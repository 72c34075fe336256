//! Runner
//!
//! Sequences one demo run and reports progress to an output sink:
//!
//! ```text
//! load settings → format prompt → print context → connect → submit → print response
//! ```
//!
//! Any failure along the way is caught here, printed with remediation hints,
//! and returned as [`RunOutcome::Failed`]. Nothing is retried.

use std::fmt;
use std::io::Write;

use console::style;
use tracing::{debug, error, info, instrument};

use crate::completion::{ApiError, CompletionClient};
use crate::config::{EnvSource, Settings, SettingsOverrides};
use crate::context::ConversationContext;
use crate::prompt::ChatTemplate;
use crate::McpxError;

/// Hints printed after every failure
pub const REMEDIATION_HINTS: [&str; 2] = [
    "Created a .env file with your OPENAI_API_KEY",
    "Network access to the completion endpoint and an API key with available quota",
];

/// Which stage of the run failed
#[derive(Debug, Clone, Copy, PartialEq, Eq)]
pub enum FailureKind {
    /// Settings could not be loaded
    Config,
    /// Prompt could not be formatted
    Prompt,
    /// Completion call failed
    Api,
}

impl fmt::Display for FailureKind {
    fn fmt(&self, f: &mut fmt::Formatter<'_>) -> fmt::Result {
        match self {
            FailureKind::Config => write!(f, "configuration"),
            FailureKind::Prompt => write!(f, "prompt"),
            FailureKind::Api => write!(f, "api"),
        }
    }
}

impl From<&McpxError> for FailureKind {
    fn from(err: &McpxError) -> Self {
        match err {
            McpxError::Config(_) => FailureKind::Config,
            McpxError::Prompt(_) => FailureKind::Prompt,
            McpxError::Api(_) => FailureKind::Api,
        }
    }
}

/// Result of a run; failures are data, not errors
#[derive(Debug, Clone, PartialEq, Eq)]
pub enum RunOutcome {
    /// The endpoint answered
    Completed {
        /// Generated text
        response: String,
    },
    /// A stage failed and was reported
    Failed {
        /// Stage that failed
        kind: FailureKind,
        /// Message that was printed
        message: String,
    },
}

impl RunOutcome {
    /// Whether the run produced a response
    pub fn is_success(&self) -> bool {
        matches!(self, RunOutcome::Completed { .. })
    }

    /// The generated text, if any
    pub fn response(&self) -> Option<&str> {
        match self {
            RunOutcome::Completed { response } => Some(response),
            RunOutcome::Failed { .. } => None,
        }
    }

    /// Process exit status for this outcome
    ///
    /// Handled failures exit 0 unless `strict` is set.
    pub fn exit_code(&self, strict: bool) -> u8 {
        match self {
            RunOutcome::Completed { .. } => 0,
            RunOutcome::Failed { .. } if strict => 1,
            RunOutcome::Failed { .. } => 0,
        }
    }
}

/// Drives one run against an output sink
#[derive(Debug)]
pub struct Runner<W: Write> {
    out: W,
    context: ConversationContext,
    template: ChatTemplate,
    overrides: SettingsOverrides,
}

impl<W: Write> Runner<W> {
    /// Runner with the demo context and default template
    pub fn new(out: W) -> Self {
        Self {
            out,
            context: ConversationContext::demo(),
            template: ChatTemplate::default(),
            overrides: SettingsOverrides::default(),
        }
    }

    /// Use a different context
    pub fn with_context(mut self, context: ConversationContext) -> Self {
        self.context = context;
        self
    }

    /// Use a different template
    pub fn with_template(mut self, template: ChatTemplate) -> Self {
        self.template = template;
        self
    }

    /// Apply command-line overrides on top of the environment
    pub fn with_overrides(mut self, overrides: SettingsOverrides) -> Self {
        self.overrides = overrides;
        self
    }

    /// Give back the output sink
    pub fn into_inner(self) -> W {
        self.out
    }

    /// Execute the run
    ///
    /// `connect` builds the completion client from the loaded settings. It is
    /// not called when settings or the prompt fail.
    #[instrument(skip_all)]
    pub async fn run<C, F>(&mut self, env: &dyn EnvSource, connect: F) -> RunOutcome
    where
        C: CompletionClient,
        F: FnOnce(&Settings) -> Result<C, ApiError>,
    {
        match self.execute(env, connect).await {
            Ok(response) => {
                info!(response_len = response.len(), "Run completed");
                RunOutcome::Completed { response }
            }
            Err(err) => self.fail(FailureKind::from(&err), err),
        }
    }

    /// Report a failure that happened outside [`Runner::run`]
    ///
    /// Prints the same diagnostic and hints as a failed run.
    pub fn fail(&mut self, kind: FailureKind, err: impl fmt::Display) -> RunOutcome {
        let message = err.to_string();
        error!(%kind, "Run failed: {}", message);
        self.report_failure(&message);
        RunOutcome::Failed { kind, message }
    }

    async fn execute<C, F>(
        &mut self,
        env: &dyn EnvSource,
        connect: F,
    ) -> Result<String, McpxError>
    where
        C: CompletionClient,
        F: FnOnce(&Settings) -> Result<C, ApiError>,
    {
        let settings = Settings::from_env(env)?.apply(&self.overrides)?;

        let banner = format!("Initializing context-aware chat with {}...", settings.model);
        say(&mut self.out, format_args!("{}\n", style(banner).bold()));

        self.context.validate()?;
        let prompt = self.template.format(&self.context)?;

        let ctx = &self.context;
        let out = &mut self.out;
        say(out, format_args!("{}", style("Context Information:").bold()));
        say(out, format_args!("  - User: {}", ctx.user_name));
        say(out, format_args!("  - Previous Topic: {}", ctx.previous_topic));
        say(out, format_args!("  - Preference: {}", ctx.user_preference));
        say(out, format_args!("\nUser Input: {}\n", ctx.user_input));

        let client = connect(&settings)?;
        let params = settings.params();
        debug!(model = %params.model, temperature = params.temperature, "Submitting prompt");

        let response = client.submit(&prompt.messages(), &params).await?;

        let out = &mut self.out;
        say(out, format_args!("{}", style("AI Response:").bold().green()));
        say(out, format_args!("{}\n", response));
        say(
            out,
            format_args!("{}", style("Context-aware chat completed successfully!").green()),
        );

        Ok(response)
    }

    fn report_failure(&mut self, message: &str) {
        let out = &mut self.out;
        say(out, format_args!("{}", style(format!("Error: {}", message)).red()));
        say(out, format_args!("\nMake sure you have:"));
        for (i, hint) in REMEDIATION_HINTS.iter().enumerate() {
            say(out, format_args!("{}. {}", i + 1, hint));
        }
    }
}

fn say<W: Write>(out: &mut W, line: fmt::Arguments<'_>) {
    if let Err(e) = writeln!(out, "{}", line) {
        debug!("Failed to write output: {}", e);
    }
}
//! Scrubbing of provider error messages
//!
//! Provider messages can echo back keys or organization identifiers. They
//! are redacted and truncated before being shown to the user.

use regex::Regex;
use std::sync::OnceLock;

const MAX_MESSAGE_BYTES: usize = 256;

fn patterns() -> &'static [(Regex, &'static str)] {
    static PATTERNS: OnceLock<Vec<(Regex, &'static str)>> = OnceLock::new();
    PATTERNS.get_or_init(|| {
        [
            (r"sk-[A-Za-z0-9_-]{8,}", "sk-***"),             // OpenAI style
            (r"(?i)bearer\s+[A-Za-z0-9._~+/=-]+", "Bearer ***"), // Authorization echoes
            (r"gh[pousr]_[A-Za-z0-9_]{36,}", "ghp_***"),     // GitHub style
            (r"[A-Za-z0-9_-]{32,}", "***REDACTED***"),       // Long opaque strings
        ]
        .into_iter()
        .filter_map(|(pattern, replacement)| Regex::new(pattern).ok().map(|re| (re, replacement)))
        .collect()
    })
}

/// Sanitize error messages to prevent information disclosure
pub fn sanitize_error_message(message: &str) -> String {
    let mut sanitized = message.to_string();

    for (re, replacement) in patterns() {
        sanitized = re.replace_all(&sanitized, *replacement).into_owned();
    }

    if sanitized.len() > MAX_MESSAGE_BYTES {
        let mut cut = MAX_MESSAGE_BYTES;
        while !sanitized.is_char_boundary(cut) {
            cut -= 1;
        }
        format!("{}... [truncated]", &sanitized[..cut])
    } else {
        sanitized
    }
}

> [What you need to do]
Set down the line that contains "if sanitized.len() >" exactly. Do the same for each later line of the data, through the end, and add nothing.

> [Solution to the problem]
    if sanitized.len() > MAX_MESSAGE_BYTES {
        let mut cut = MAX_MESSAGE_BYTES;
        while !sanitized.is_char_boundary(cut) {
            cut -= 1;
        }
        format!("{}... [truncated]", &sanitized[..cut])
    } else {
        sanitized
    }
}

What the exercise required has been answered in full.